Por su parte, el director de la Institución Fernando el Católico de la DPZ, Carlos Forcadell, ha subrayado lo “novedoso” de la correlación que el autor establece entre sociedad, historia y delito en esta obra. “Las tres cuartas partes de estos sucesos se sitúan en las dos últimas décadas del silo XIX, cuando se despliega algo que los contemporáneos llamaron crisis agrícola y pecuaria en España y en Europa, donde se abandonaron cultivos y explotaciones, se incrementó la pobreza o se recurrió a la emigración masiva”. “Como toda buena historia local bien documentada, esta obra puede constituir un modelo para la comprensión de procesos históricos generales, y ese es uno de los grandes méritos que tiene el libro”, ha asegurado.

Algunos de los sucesos

“Todas las sociedades, independientemente del periodo histórico en el que se desarrollan, tienen un lado oscuro, cuyo conocimiento nos ayuda a comprender mejor su idiosincrasia, de la que también forma parte el miedo, la inseguridad, la ruptura del contrato social, la violencia más irracional o la desesperación. Muchos sucesos trágicos y delincuentes célebres quedaron plasmados en la prensa y han perdurado en la memoria colectiva hasta nuestros días”, ha subrayado Forcadell.

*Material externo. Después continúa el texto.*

impl Renderer {
    pub fn new(gpu: &GpuContext) -> Result<Self> {
        let device = &gpu.device;

        let frame_layout = device.create_bind_group_layout(&wgpu::BindGroupLayoutDescriptor {
            label: Some("Frame Bind Group Layout"),
            entries: &[
                wgpu::BindGroupLayoutEntry {
                    binding: 0,
                    visibility: wgpu::ShaderStages::VERTEX | wgpu::ShaderStages::FRAGMENT,
                    ty: wgpu::BindingType::Buffer {
                        ty: wgpu::BufferBindingType::Uniform,
                        has_dynamic_offset: false,
                        min_binding_size: None,
                    },
                    count: None,
                },
                wgpu::BindGroupLayoutEntry {
                    binding: 1,
                    visibility: wgpu::ShaderStages::FRAGMENT,
                    ty: wgpu::BindingType::Buffer {
                        ty: wgpu::BufferBindingType::Storage { read_only: true },
                        has_dynamic_offset: false,
                        min_binding_size: None,
                    },
                    count: None,
                },
                cube_entry(2),
                cube_entry(3),
                wgpu::BindGroupLayoutEntry {
                    binding: 4,
                    visibility: wgpu::ShaderStages::FRAGMENT,
                    ty: wgpu::BindingType::Texture {
                        sample_type: wgpu::TextureSampleType::Float { filterable: true },
                        view_dimension: wgpu::TextureViewDimension::D2,
                        multisampled: false,
                    },
                    count: None,
                },
                wgpu::BindGroupLayoutEntry {
                    binding: 5,
                    visibility: wgpu::ShaderStages::FRAGMENT,
                    ty: wgpu::BindingType::Sampler(wgpu::SamplerBindingType::Filtering),
                    count: None,
                },
            ],
        });

        let frame_buffer = device.create_buffer(&wgpu::BufferDescriptor {
            label: Some("Frame Uniforms"),
            size: std::mem::size_of::<FrameUniforms>() as u64,
            usage: wgpu::BufferUsages::UNIFORM | wgpu::BufferUsages::COPY_DST,
            mapped_at_creation: false,
        });

        let light_capacity = 64;
        let light_buffer = create_light_buffer(gpu, light_capacity);

        let ibl_sampler = device.create_sampler(&wgpu::SamplerDescriptor {
            label: Some("IBL Sampler"),
            address_mode_u: wgpu::AddressMode::ClampToEdge,
            address_mode_v: wgpu::AddressMode::ClampToEdge,
            address_mode_w: wgpu::AddressMode::ClampToEdge,
            mag_filter: wgpu::FilterMode::Linear,
            min_filter: wgpu::FilterMode::Linear,
            mipmap_filter: wgpu::FilterMode::Linear,
            ..Default::default()
        });

        let model_layout = device.create_bind_group_layout(&wgpu::BindGroupLayoutDescriptor {
            label: Some("Model Bind Group Layout"),
            entries: &[wgpu::BindGroupLayoutEntry {
                binding: 0,
                visibility: wgpu::ShaderStages::VERTEX | wgpu::ShaderStages::FRAGMENT,
                ty: wgpu::BindingType::Buffer {
                    ty: wgpu::BufferBindingType::Uniform,
                    has_dynamic_offset: true,
                    min_binding_size: NonZeroU64::new(MODEL_UNIFORM_SIZE),
                },
                count: None,
            }],
        });

        let model_stride = align_to(
            MODEL_UNIFORM_SIZE,
            u64::from(device.limits().min_uniform_buffer_offset_alignment),
        );
        let model_capacity = 64;
        let (model_buffer, model_bind_group) =
            create_model_slots(gpu, &model_layout, model_capacity, model_stride);

        let material_layout = MaterialLayout::new(gpu);

        let mesh_shader = device.create_shader_module(wgpu::ShaderModuleDescriptor {
            label: Some("Mesh Shader"),
            source: wgpu::ShaderSource::Wgsl(include_str!("shaders/mesh.wgsl").into()),
        });
        let solid_shader = device.create_shader_module(wgpu::ShaderModuleDescriptor {
            label: Some("Solid Shader"),
            source: wgpu::ShaderSource::Wgsl(include_str!("shaders/solid.wgsl").into()),
        });

        let mesh_layout = device.create_pipeline_layout(&wgpu::PipelineLayoutDescriptor {
            label: Some("Mesh Pipeline Layout"),
            bind_group_layouts: &[
                &frame_layout,
                &model_layout,
                &material_layout.bind_group_layout,
            ],
            push_constant_ranges: &[],
        });
        let solid_layout = device.create_pipeline_layout(&wgpu::PipelineLayoutDescriptor {
            label: Some("Solid Pipeline Layout"),
            bind_group_layouts: &[&frame_layout, &model_layout],
            push_constant_ranges: &[],
        });

        let format = gpu.config.format;
        let pbr_pipeline = create_mesh_pipeline(
            gpu,
            "PBR Pipeline",
            &mesh_layout,
            &mesh_shader,
            "vs_main",
            "fs_pbr",
            format,
        );
        let basic_pipeline = create_mesh_pipeline(
            gpu,
            "Basic Pipeline",
            &mesh_layout,
            &mesh_shader,
            "vs_main",
            "fs_basic",
            format,
        );
        let marker_pipeline = create_mesh_pipeline(
            gpu,
            "Light Marker Pipeline",
            &solid_layout,
            &solid_shader,
            "vs_solid",
            "fs_solid",
            format,
        );

        Ok(Self {
            state: RenderState::new(
                TargetId::next(),
                Some(TargetId::next()),
                Viewport::new(gpu.width(), gpu.height()),
            ),
            depth_view: create_depth_view(gpu, gpu.width(), gpu.height()),
            frame_layout,
            frame_buffer,
            light_buffer,
            light_capacity,
            ibl_sampler,
            model_layout,
            model_buffer,
            model_bind_group,
            model_capacity,
            model_stride,
            material_layout,
            pbr_pipeline,
            basic_pipeline,
            marker_pipeline,
            marker_mesh: Mesh::sphere(gpu, 16, 8)?,
        })
    }

    /// Layout materials must be created against.
    pub fn material_layout(&self) -> &MaterialLayout {
        &self.material_layout
    }

    /// Rebuilds the depth buffer and viewport after the surface was resized.
    ///
    /// The back buffer and depth buffer get fresh target ids, so any state
    /// captured before the resize no longer matches.
    pub fn post_resize(&mut self, gpu: &GpuContext, width: u32, height: u32) {
        if width == 0 || height == 0 {
            return;
        }
        self.depth_view = create_depth_view(gpu, width, height);
        self.state = RenderState::new(
            TargetId::next(),
            Some(TargetId::next()),
            Viewport::new(width, height),
        );
        log::info!("Renderer resized to {width}x{height}");
    }

    /// Draws one frame and presents it.
    ///
    /// Order: clear, scene entities in draw order, point-light markers, sky,
    /// then `overlay` in the same pass, then present. A lost or outdated
    /// surface is reconfigured and the frame skipped.
    pub fn render(
        &mut self,
        gpu: &GpuContext,
        scene: &mut Scene,
        camera: &Camera,
        lights: &LightSet,
        sky: &Sky,
        overlay: impl FnOnce(&mut wgpu::RenderPass<'_>),
    ) -> Result<()> {
        let frame = match gpu.surface.get_current_texture() {
            Ok(frame) => frame,
            Err(err) => match SurfaceRecovery::for_error(&err) {
                SurfaceRecovery::Reconfigure => {
                    log::warn!("Surface unusable ({err}); reconfiguring");
                    gpu.reconfigure();
                    return Ok(());
                }
                SurfaceRecovery::SkipFrame => {
                    log::warn!("Surface unavailable ({err}); skipping frame");
                    return Ok(());
                }
                SurfaceRecovery::Fatal => return Err(err.into()),
            },
        };
        let view = frame
            .texture
            .create_view(&wgpu::TextureViewDescriptor::default());

        let items = scene.draw_items();
        let markers = lights.markers();

        let gpu_lights = lights.to_gpu();
        self.ensure_light_capacity(gpu, gpu_lights.len());
        if !gpu_lights.is_empty() {
            gpu.queue
                .write_buffer(&self.light_buffer, 0, bytemuck::cast_slice(&gpu_lights));
        }

        let frame_uniforms = FrameUniforms {
            view_projection: camera.view_projection().to_cols_array_2d(),
            camera_position: camera.position().to_array(),
            light_count: gpu_lights.len() as u32,
            specular_mip_count: sky.specular_mip_count(),
            _padding: [0; 3],
        };
        gpu.queue
            .write_buffer(&self.frame_buffer, 0, bytemuck::bytes_of(&frame_uniforms));

        let slots = items
            .iter()
            .map(|item| ModelUniforms {
                world: item.world.to_cols_array_2d(),
                world_inverse_transpose: item.world_inverse_transpose.to_cols_array_2d(),
                color: [1.0; 4],
            })
            .chain(markers.iter().map(|marker| ModelUniforms {
                world: marker.world.to_cols_array_2d(),
                world_inverse_transpose: marker.world.inverse().transpose().to_cols_array_2d(),
                color: marker.color.extend(1.0).to_array(),
            }))
            .collect::<Vec<_>>();
        self.write_model_slots(gpu, &slots);

        sky.prepare(gpu, camera);
        let frame_bind_group = self.frame_bind_group(gpu, sky);

        let mut encoder = gpu
            .device
            .create_command_encoder(&wgpu::CommandEncoderDescriptor {
                label: Some("Frame Encoder"),
            });
        {
            let mut pass = encoder.begin_render_pass(&wgpu::RenderPassDescriptor {
                label: Some("Frame Pass"),
                color_attachments: &[Some(wgpu::RenderPassColorAttachment {
                    view: &view,
                    resolve_target: None,
                    depth_slice: None,
                    ops: wgpu::Operations {
                        load: wgpu::LoadOp::Clear(wgpu::Color::BLACK),
                        store: wgpu::StoreOp::Store,
                    },
                })],
                depth_stencil_attachment: Some(wgpu::RenderPassDepthStencilAttachment {
                    view: &self.depth_view,
                    depth_ops: Some(wgpu::Operations {
                        load: wgpu::LoadOp::Clear(1.0),
                        store: wgpu::StoreOp::Store,
                    }),
                    stencil_ops: None,
                }),
                timestamp_writes: None,
                occlusion_query_set: None,
            });
            self.state.viewport.apply(&mut pass);

            let mut bound: Option<Shading> = None;
            for (slot, item) in items.iter().enumerate() {
                let (Some(mesh), Some(material)) = (
                    scene.mesh(item.renderable.mesh),
                    scene.gpu_material(item.renderable.material),
                ) else {
                    continue;
                };
                if bound != Some(material.shading) {
                    pass.set_pipeline(match material.shading {
                        Shading::Pbr => &self.pbr_pipeline,
                        Shading::Basic => &self.basic_pipeline,
                    });
                    pass.set_bind_group(0, &frame_bind_group, &[]);
                    bound = Some(material.shading);
                }
                pass.set_bind_group(1, &self.model_bind_group, &[self.slot_offset(slot)]);
                pass.set_bind_group(2, &material.bind_group, &[]);
                mesh.draw(&mut pass);
            }

            if !markers.is_empty() {
                pass.set_pipeline(&self.marker_pipeline);
                pass.set_bind_group(0, &frame_bind_group, &[]);
                for slot in items.len()..slots.len() {
                    pass.set_bind_group(1, &self.model_bind_group, &[self.slot_offset(slot)]);
                    self.marker_mesh.draw(&mut pass);
                }
            }

            sky.draw(&mut pass);
            overlay(&mut pass);
        }

        gpu.queue.submit(Some(encoder.finish()));
        frame.present();
        Ok(())
    }

    fn slot_offset(&self, slot: usize) -> u32 {
        (slot as u64 * self.model_stride) as u32
    }

    fn ensure_light_capacity(&mut self, gpu: &GpuContext, count: usize) {
        if count > self.light_capacity {
            self.light_capacity = count.next_power_of_two();
            self.light_buffer = create_light_buffer(gpu, self.light_capacity);
            log::debug!("Light buffer grown to {} lights", self.light_capacity);
        }
    }

    fn write_model_slots(&mut self, gpu: &GpuContext, slots: &[ModelUniforms]) {
        if slots.is_empty() {
            return;
        }
        if slots.len() > self.model_capacity {
            self.model_capacity = slots.len().next_power_of_two();
            let (buffer, bind_group) =
                create_model_slots(gpu, &self.model_layout, self.model_capacity, self.model_stride);
            self.model_buffer = buffer;
            self.model_bind_group = bind_group;
            log::debug!("Model buffer grown to {} slots", self.model_capacity);
        }

        let stride = self.model_stride as usize;
        let mut bytes = vec![0u8; stride * slots.len()];
        for (chunk, slot) in bytes.chunks_exact_mut(stride).zip(slots) {
            chunk[..MODEL_UNIFORM_SIZE as usize].copy_from_slice(bytemuck::bytes_of(slot));
        }
        gpu.queue.write_buffer(&self.model_buffer, 0, &bytes);
    }

    fn frame_bind_group(&self, gpu: &GpuContext, sky: &Sky) -> wgpu::BindGroup {
        gpu.device.create_bind_group(&wgpu::BindGroupDescriptor {
            label: Some("Frame Bind Group"),
            layout: &self.frame_layout,
            entries: &[
                wgpu::BindGroupEntry {
                    binding: 0,
                    resource: self.frame_buffer.as_entire_binding(),
                },
                wgpu::BindGroupEntry {
                    binding: 1,
                    resource: self.light_buffer.as_entire_binding(),
                },
                wgpu::BindGroupEntry {
                    binding: 2,
                    resource: wgpu::BindingResource::TextureView(sky.irradiance()),
                },
                wgpu::BindGroupEntry {
                    binding: 3,
                    resource: wgpu::BindingResource::TextureView(sky.specular()),
                },
                wgpu::BindGroupEntry {
                    binding: 4,
                    resource: wgpu::BindingResource::TextureView(sky.brdf_lut()),
                },
                wgpu::BindGroupEntry {
                    binding: 5,
                    resource: wgpu::BindingResource::Sampler(&self.ibl_sampler),
                },
            ],
        })
    }
}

Algunos de los ejemplos que en el libro se recogen son el crimen perpetrado por un muchacho de 16 años, impulsado por su pasión amorosa, que mató a la casillera de un paso a nivel por negarse a sus pretensiones; el crimen del posadero de Terrer y la desactivación de su gavilla; la tentativa de asesinato del molinero de Monreal de Ariza; el parricidio de Torrelapaja; el gran robo de trece millones de reales en la plazuela del Ángel de Madrid por un vecino de Godojos; o casos relacionados con la violencia de género. Todos aportan, además del relato nuclear, datos colaterales para saber más sobre la sociedad de ese momento, puesto que se ve en acción a sus diferentes protagonistas.

También se incluyen otros incidentes como el de una monja de Ateca que se escapa del convento o el enfado de los perdedores de unas elecciones que arrojan la urna por el balcón en Carenas. La perplejidad llega con situaciones variopintas, como la mujer que expelió por la boca una lagartija en Calatayud o el alcalde que atentó contra el médico del lugar en Villarroya de la Sierra.